Validation in the MVC design pattern
your article on Notification implies that validation should be done in
the Model layer. There are numerous voices that see the need for
validation in the Controller, as it receives user input in the first
place. I argue that actually both should be done in Web applications:
– First you want to make sure that data integrity is given. You should
not outsource this essential task to the Controller or the View. If
integrity is not maintained by the database anyway, it MUST be done in
the model. An exception is an acceptable way to respond to invalid
data that is passed to the model.
– For usability reasons, you also want to have validation on the
controller level. This however should be mainly for usability reasons,
especially as the naming and number of model properties must not match
form fields in every case. In a form, an email address might be split
up in two input fields, whereas the model just uses one data field to
store the email address. The user expects feedback on whether the
username or domain part of the address are not valid.
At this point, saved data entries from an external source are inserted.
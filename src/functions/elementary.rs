use crate::CalcError;

/// Largest n whose factorial is finite in f64.
const MAX_FACTORIAL: f64 = 170.0;

/// sqrt(x) - Square root, defined for x >= 0
pub fn sqrt(x: f64) -> Result<f64, CalcError> {
  if x < 0.0 {
    return Err(CalcError::Domain(
      "sqrt: argument must be non-negative".into(),
    ));
  }
  Ok(x.sqrt())
}

/// ln(x) - Natural logarithm, defined for x > 0
pub fn ln(x: f64) -> Result<f64, CalcError> {
  if x <= 0.0 {
    return Err(CalcError::Domain("ln: argument must be positive".into()));
  }
  Ok(x.ln())
}

/// log10(x) - Base 10 logarithm, defined for x > 0
pub fn log10(x: f64) -> Result<f64, CalcError> {
  if x <= 0.0 {
    return Err(CalcError::Domain("log10: argument must be positive".into()));
  }
  Ok(x.log10())
}

/// asin(x) - Inverse sine in radians, defined on [-1, 1]
pub fn asin(x: f64) -> Result<f64, CalcError> {
  if !(-1.0..=1.0).contains(&x) {
    return Err(CalcError::Domain(
      "asin: argument must be between -1 and 1".into(),
    ));
  }
  Ok(x.asin())
}

/// acos(x) - Inverse cosine in radians, defined on [-1, 1]
pub fn acos(x: f64) -> Result<f64, CalcError> {
  if !(-1.0..=1.0).contains(&x) {
    return Err(CalcError::Domain(
      "acos: argument must be between -1 and 1".into(),
    ));
  }
  Ok(x.acos())
}

/// factorial(n) - n!, defined for non-negative integers
pub fn factorial(n: f64) -> Result<f64, CalcError> {
  if n < 0.0 {
    return Err(CalcError::Domain(
      "factorial: argument must be non-negative".into(),
    ));
  }
  if n.fract() != 0.0 {
    return Err(CalcError::Domain(
      "factorial: argument must be an integer".into(),
    ));
  }
  if n > MAX_FACTORIAL {
    return Err(CalcError::Overflow(format!(
      "factorial: {}! is too large",
      n
    )));
  }

  let mut result = 1.0_f64;
  for i in 2..=(n as u32) {
    result *= i as f64;
  }
  Ok(result)
}

/// pow(x, y) / x^y - Real power
pub fn power(base: f64, exponent: f64) -> Result<f64, CalcError> {
  if base == 0.0 && exponent < 0.0 {
    return Err(CalcError::DivisionByZero);
  }
  if base < 0.0 && exponent.fract() != 0.0 {
    return Err(CalcError::Domain(
      "power: negative base with a non-integer exponent has no real value"
        .into(),
    ));
  }
  Ok(base.powf(exponent))
}

/// x / y
pub fn divide(dividend: f64, divisor: f64) -> Result<f64, CalcError> {
  if divisor == 0.0 {
    return Err(CalcError::DivisionByZero);
  }
  Ok(dividend / divisor)
}

/// Reject NaN and infinities; `what` names the operation for the message.
pub fn finite(what: &str, value: f64) -> Result<f64, CalcError> {
  if value.is_nan() {
    Err(CalcError::Domain(format!("{}: result is undefined", what)))
  } else if value.is_infinite() {
    Err(CalcError::Overflow(format!("{}: result is infinite", what)))
  } else {
    Ok(value)
  }
}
Also a modern
web form should be able to list multiple validation error at one
(which does not work that well when working with simple exceptions
that are thrown by models).
In (fat client) Rich Internet Applications, you might not just access
models in server-side controllers but you want to expose the model API
If validation would be done in server-side controllers only, this
would lead to a security risk or you would need to create a controller
action per API function, which is basically repeated code.
Do you agree?
Merry Christmas and a happy new year,
Broadly yes. The domain model should be fundamentally responsible for validation, but presentations often need validation too. We need to support usability without introducing duplication.
For years now, I’ve been intending to capture and write about validation patterns. They are still on the horizon, although sadly distant.